Ahora bien. Se da por descontado que el Centro Democrático tendrá que realizar una consulta popular en octubre de este año o en marzo del entrante para escoger allí a su candidato presidencial, dada la multiplicidad de precandidatos que hoy corren en el interior de ese partido.

Durante la convención uribista, de manera insistente el presidente Uribe repitió que los precandidatos deben decidir cuál debe ser el procedimiento para reducir la lista de aspirantes y el mecanismo de elección de quien llegará a la primera vuelta como candidato de su partido.

También, el presidente Uribe se mostró de acuerdo con la tesis de Ordóñez de llegar a la primera vuelta con un candidato de unidad. Expresó que había que invertir los papeles y no presentar al aspirante como el representante de la coalición del NO, sino como abanderado de la coalición del SÍ a la retoma del rumbo que Colombia perdió durante el gobierno de Juan Manuel Santos Calderón.

El tiempo conspira en contra de aquel propósito. Los precandidatos, sin excepción alguna, tienen bajísimos niveles de reconocimiento y por ende registran muy mal en las encuestas de intención de voto. Esa realidad obliga a que la decisión sobre el candidato oficial se tome cuanto antes.

La coalición opositora a Santos no puede darse el lujo de extender la selección de su candidato hasta marzo del año entrante. Primero, porque una precandidatura muy larga resulta desgastante e incita a la polarización entre los grupos que respaldan a los distintos aspirantes y segundo, porque se pierde tiempo precioso que necesariamente debe ser invertido en la consecución de votos en las distintas regiones de Colombia.

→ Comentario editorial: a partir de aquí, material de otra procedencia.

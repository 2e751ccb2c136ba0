#![no_std]

mod contract;
mod error;
mod event;
mod storage_types;
mod test;

pub use crate::contract::RegistryClient;
pub use crate::error::RegistryError;
pub use crate::storage_types::Proposal;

La campaña de 2018 será totalmente diferente a las campañas a las que los colombianos están acostumbrados. Los tiempos variarán y las estrategias que históricamente se han utilizado, como la de lanzar al candidato bien avanzado el calendario electoral, deberán reevaluarse por cuenta de factores totalmente novedosos, como son la irrupción en el panorama político de la banda terrorista de las Farc y de la obligación que hay de construir un consenso entre todas las fuerzas opositoras a la coalición santista.

Alejandro Ordóñez es un precandidato con muchas opciones. El cariño que despierta en diferentes sectores de la base conservadora y de la base uribista es un capital político que lo ubica muy bien en el partido. Los aplausos que se oyeron durante su intervención en la convención uribista dan fe de aquello, pero eso no es suficiente. Si quiere competir por la candidatura presidencial, debe superar la indecisión y protocolizar su aspiración para efectos de acordar unas reglas de juego claras y equilibradas que conduzcan a lo que la mayoría de colombianos desea: que la oposición presente en la primera vuelta a un solo candidato presidencial.